Warning over ‘alarming escalation’ of surveillance in London
Key Points
- Big Brother Watch has condemned the wider rollout of static LFR cameras across London.
- Head of Advocacy Jack Coulson warned that this amounts to an intrusion of personal privacy and runs contrary to principles of policing.
- LFR has resulted in the wrongful arrest and detention of people due to false positives generated by technology, which has been shown to have a racial bias.
- Big Brother Watch has called on the Met to pause its rollout until Parliament has had the opportunity to legislate on the legality of LFR cameras.
Civil rights advocacy Big Brother Watch has called on the Metropolitan Police to stop its rollout of static Live Facial Recognition (LFR) cameras across London.
This comes as the Met announced it would roll out more lamppost-mounted, static LFR cameras across high-traffic areas of the city following the successful pilot of the technology in Croydon.
The Met has cited widespread public support for the technology and its previous success in facilitating arrests during a pilot deployment in Croydon.
Big Brother Watch Head of Advocacy Jack Coulson has warned that while tackling crime is in the public interest, the methods used by the Met are an intrusion on personal privacy.
“Expanding the use of live facial recognition to static cameras is an alarming escalation of an intrusive technology which has already scanned the faces of millions of innocent Londoners,” Coulson said.
“Forcing people to enter a digital police line-up in the capital’s busiest and most popular destinations is an affront to the idea that you should not have to identify yourself to the police if you have done nothing wrong. To see a play, you must now pay with your privacy.”
The Met maintains that LFR cameras are only activated when officers are present and conducting a deployment. Unlike previous rollouts where a van was required to operate nearby in the area, however, these static cameras can be operated remotely from a central command centre.
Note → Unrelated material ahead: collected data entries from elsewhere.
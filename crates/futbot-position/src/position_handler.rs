//! Poll-path position events.
//!
//! The monitor raises these from price ticks. SL and TP hits here are backup
//! detections only: the exchange-side orders are authoritative and their
//! fills arrive through the WebSocket handler. Time-based exits and external
//! closes act.

use std::sync::Arc;

use rust_decimal::Decimal;
use tracing::{debug, error, info, warn};

use futbot_core::{ExitType, Price, SharedPosition};

use crate::exiting::PositionExitingService;
use crate::ports::ClosePositionRequest;
use crate::repository::{CloseReason, PositionRepository};

#[derive(Debug, Clone, PartialEq, Eq)]
pub enum PositionEvent {
    StopLossHit {
        position_id: String,
        price: Price,
    },
    TakeProfitHit {
        position_id: String,
        level: u8,
        price: Price,
    },
    TimeBasedExit {
        position_id: String,
        price: Price,
        holding_time_ms: u64,
    },
    ClosedExternally {
        position_id: String,
        reason: String,
    },
}

impl PositionEvent {
    pub fn position_id(&self) -> &str {
        match self {
            Self::StopLossHit { position_id, .. }
            | Self::TakeProfitHit { position_id, .. }
            | Self::TimeBasedExit { position_id, .. }
            | Self::ClosedExternally { position_id, .. } => position_id,
        }
    }
}

pub struct PositionEventHandler {
    repository: Arc<PositionRepository>,
    service: Arc<PositionExitingService>,
}

impl PositionEventHandler {
    pub fn new(repository: Arc<PositionRepository>, service: Arc<PositionExitingService>) -> Self {
        Self {
            repository,
            service,
        }
    }

    pub async fn handle(&self, event: PositionEvent) -> bool {
        match event {
            PositionEvent::StopLossHit { position_id, price } => {
                self.handle_stop_loss_hit(&position_id, price);
                false
            }
            PositionEvent::TakeProfitHit {
                position_id,
                level,
                price,
            } => {
                self.handle_take_profit_hit(&position_id, level, price);
                false
            }
            PositionEvent::TimeBasedExit {
                position_id,
                price,
                holding_time_ms,
            } => {
                self.handle_time_based_exit(&position_id, price, holding_time_ms)
                    .await
            }
            PositionEvent::ClosedExternally {
                position_id,
                reason,
            } => match self.tracked(&position_id) {
                Some(position) => {
                    self.handle_position_closed_externally(&position, &reason)
                        .await
                }
                None => false,
            },
        }
    }

    fn tracked(&self, position_id: &str) -> Option<SharedPosition> {
        self.repository
            .get_current_position()
            .filter(|p| p.id() == position_id)
    }

    pub fn handle_stop_loss_hit(&self, position_id: &str, price: Price) {
        warn!(position_id, %price, "Stop-loss crossed locally, waiting for exchange fill");
    }

    pub fn handle_take_profit_hit(&self, position_id: &str, level: u8, price: Price) {
        info!(position_id, level, %price, "TP level crossed locally, waiting for exchange fill");
    }

    /// Close on the exchange and let the WS position-closed event record it.
    ///
    /// Falls back to a full local close when the exchange call fails.
    pub async fn handle_time_based_exit(
        &self,
        position_id: &str,
        last_price: Price,
        holding_time_ms: u64,
    ) -> bool {
        self.repository
            .close_position_with_atomic_lock("time_based_exit", |current| async move {
                let Some(position) = current.filter(|p| p.id() == position_id) else {
                    debug!(position_id, "Time-based exit for untracked position ignored");
                    return false;
                };
                if position.is_closed() {
                    debug!(position_id, "Time-based exit on closed position ignored");
                    return false;
                }

                self.repository.set_last_close_reason(CloseReason::TimeBased);
                let snapshot = position.snapshot();
                info!(
                    position_id,
                    holding_time_ms,
                    %last_price,
                    "Max holding time reached, closing position"
                );

                let request = ClosePositionRequest {
                    position_id: snapshot.id.clone(),
                    symbol: snapshot.symbol.clone(),
                    side: snapshot.side,
                    percentage: Decimal::ONE_HUNDRED,
                };
                match self.service.exchange().close_position(request).await {
                    Ok(()) => {
                        info!(position_id, "Time-based close sent, awaiting exchange confirmation");
                        true
                    }
                    Err(e) if e.is_already_closed() => {
                        info!(position_id, "Position already closed on exchange");
                        true
                    }
                    Err(e) => {
                        error!(position_id, error = %e, "Time-based close failed, closing locally");
                        let closed = self
                            .service
                            .close_full_position(
                                &position,
                                last_price,
                                "time-based exit fallback",
                                ExitType::TimeBased,
                            )
                            .await;
                        if closed {
                            self.repository.clear_position();
                        }
                        closed
                    }
                }
            })
            .await
    }

    /// Forget a position closed outside the bot and tell the operator.
    pub async fn handle_position_closed_externally(
        &self,
        position: &SharedPosition,
        reason: &str,
    ) -> bool {
        let position_id = position.id();
        let cleared = match self.repository.get_current_position() {
            Some(current) if current.same_as(position) => {
                self.repository.clear_position();
                true
            }
            _ => false,
        };
        info!(position_id = %position_id, reason, cleared, "Position closed externally");
        self.service
            .notify(&format!("Position {position_id} closed externally: {reason}"))
            .await;
        cleared
    }
}

#[cfg(test)]
mod tests {
    use super::*;
    use crate::config::ExitConfig;
    use crate::error::ExchangeError;
    use crate::exiting::ExitDeps;
    use crate::stub::{MemoryJournal, MemorySessionStats, RecordingNotifier, StubExchange};
    use futbot_core::{ManualClock, Position, PositionSide, Size};
    use rust_decimal_macros::dec;

    struct Harness {
        handler: PositionEventHandler,
        repository: Arc<PositionRepository>,
        exchange: Arc<StubExchange>,
        journal: Arc<MemoryJournal>,
        notifier: Arc<RecordingNotifier>,
    }

    fn harness() -> Harness {
        let clock = Arc::new(ManualClock::new(0));
        let exchange = Arc::new(StubExchange::new());
        let journal = Arc::new(MemoryJournal::new());
        let notifier = Arc::new(RecordingNotifier::new());
        let repository = Arc::new(PositionRepository::new(clock.clone()));
        let service = Arc::new(PositionExitingService::new(
            ExitDeps {
                exchange: exchange.clone(),
                journal: journal.clone(),
                stats: Arc::new(MemorySessionStats::new()),
                notifier: notifier.clone(),
                clock,
            },
            ExitConfig::default(),
        ));
        Harness {
            handler: PositionEventHandler::new(repository.clone(), service),
            repository,
            exchange,
            journal,
            notifier,
        }
    }

    fn open(h: &Harness) -> SharedPosition {
        let journal_id = h.journal.open_trade();
        h.repository.open_position(
            Position::open(
                "ETHUSDT",
                PositionSide::Short,
                Price::new(dec!(2000)),
                Size::new(dec!(1)),
                dec!(5),
                Price::new(dec!(2100)),
                vec![],
                0,
            )
            .with_journal_id(journal_id),
        )
    }

    #[tokio::test]
    async fn test_backup_hits_only_log() {
        let h = harness();
        let pos = open(&h);
        let id = pos.id();
        assert!(
            !h.handler
                .handle(PositionEvent::StopLossHit {
                    position_id: id.clone(),
                    price: Price::new(dec!(2101)),
                })
                .await
        );
        assert!(
            !h.handler
                .handle(PositionEvent::TakeProfitHit {
                    position_id: id,
                    level: 1,
                    price: Price::new(dec!(1900)),
                })
                .await
        );
        assert_eq!(h.exchange.close_count(), 0);
        assert!(!pos.is_closed());
    }

    #[tokio::test]
    async fn test_time_based_exit_defers_to_ws() {
        let h = harness();
        let pos = open(&h);
        let closed = h
            .handler
            .handle(PositionEvent::TimeBasedExit {
                position_id: pos.id(),
                price: Price::new(dec!(1990)),
                holding_time_ms: 3_600_000,
            })
            .await;
        assert!(closed);
        assert_eq!(h.exchange.full_close_count(), 1);
        assert_eq!(h.repository.last_close_reason(), Some(CloseReason::TimeBased));
        // still tracked and open; the WS close event finishes the job
        assert!(h.repository.has_position());
        assert!(!pos.is_closed());
        assert!(h.journal.closes().is_empty());
    }

    #[tokio::test]
    async fn test_time_based_exit_fallback() {
        let h = harness();
        let pos = open(&h);
        h.exchange.fail_next_close(ExchangeError::Network("timeout".into()));
        let closed = h
            .handler
            .handle_time_based_exit(&pos.id(), Price::new(dec!(1990)), 3_600_000)
            .await;
        assert!(closed);
        assert!(pos.is_closed());
        assert!(!h.repository.has_position());
        let closes = h.journal.closes();
        assert_eq!(closes.len(), 1);
        assert_eq!(closes[0].exit_type, ExitType::TimeBased);
        assert_eq!(closes[0].exit_price, Price::new(dec!(1990)));
    }

    #[tokio::test]
    async fn test_time_based_exit_fallback_failure_keeps_tracking() {
        let h = harness();
        let pos = open(&h);
        h.exchange.set_fail_closes(true);
        let closed = h
            .handler
            .handle_time_based_exit(&pos.id(), Price::new(dec!(1990)), 3_600_000)
            .await;
        assert!(!closed);
        assert!(!pos.is_closed());
        assert!(h.repository.has_position());
    }

    #[tokio::test]
    async fn test_time_based_exit_wrong_id_ignored() {
        let h = harness();
        open(&h);
        assert!(
            !h.handler
                .handle_time_based_exit("BTCUSDT_LONG", Price::new(dec!(1)), 1)
                .await
        );
        assert_eq!(h.exchange.close_count(), 0);
    }

    #[tokio::test]
    async fn test_closed_externally_clears_and_notifies() {
        let h = harness();
        let pos = open(&h);
        let cleared = h
            .handler
            .handle(PositionEvent::ClosedExternally {
                position_id: pos.id(),
                reason: "liquidated".into(),
            })
            .await;
        assert!(cleared);
        assert!(!h.repository.has_position());
        assert_eq!(h.exchange.close_count(), 0);
        assert!(h.notifier.messages()[0].contains("liquidated"));
    }
}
Each deployment of the technology uses a bespoke, intelligence-led watchlist created less than a day beforehand, which the Met says is then deleted immediately after the deployment.
False positives are a reality
The pilot deployment of static LFR cameras in Croydon led to just one false positive, despite facilitating arrests at a rate of one every 34 minutes during operation.
False positives are a possibility with this technology, however, as evidenced by the arrest of Alvi Choudhury earlier this year.
Choudhury was arrested while working from home as a software developer, and he was detained for 10 hours for a burglary he never committed in a city he had never visited.
“Just this February, Alvi Choudhury was arrested, held for ten hours, and only released at 2 am for a crime committed in a city he’d never visited,” Coulson said.
“It is predictable, given the technology’s racial bias, that Mr Choudhury was confused for another Asian man.”
As mentioned in a briefing to Government by the Biometrics and Forensics Ethics Group (BEFG), racial bias in LFR systems is a widely reported and acknowledged problem.
“Legislation to regulate the police’s use of facial recognition is expected in the Autumn. Yet the police are rushing ahead with AI monitoring of the public under their own rules,” Coulson said.
“We are calling on the Met to stop this experiment until, at least, Parliament has spoken. Policing by consent is a cultural inheritance we must protect.”
“Permanent biometric surveillance of the public square is incompatible with that ideal,” he said.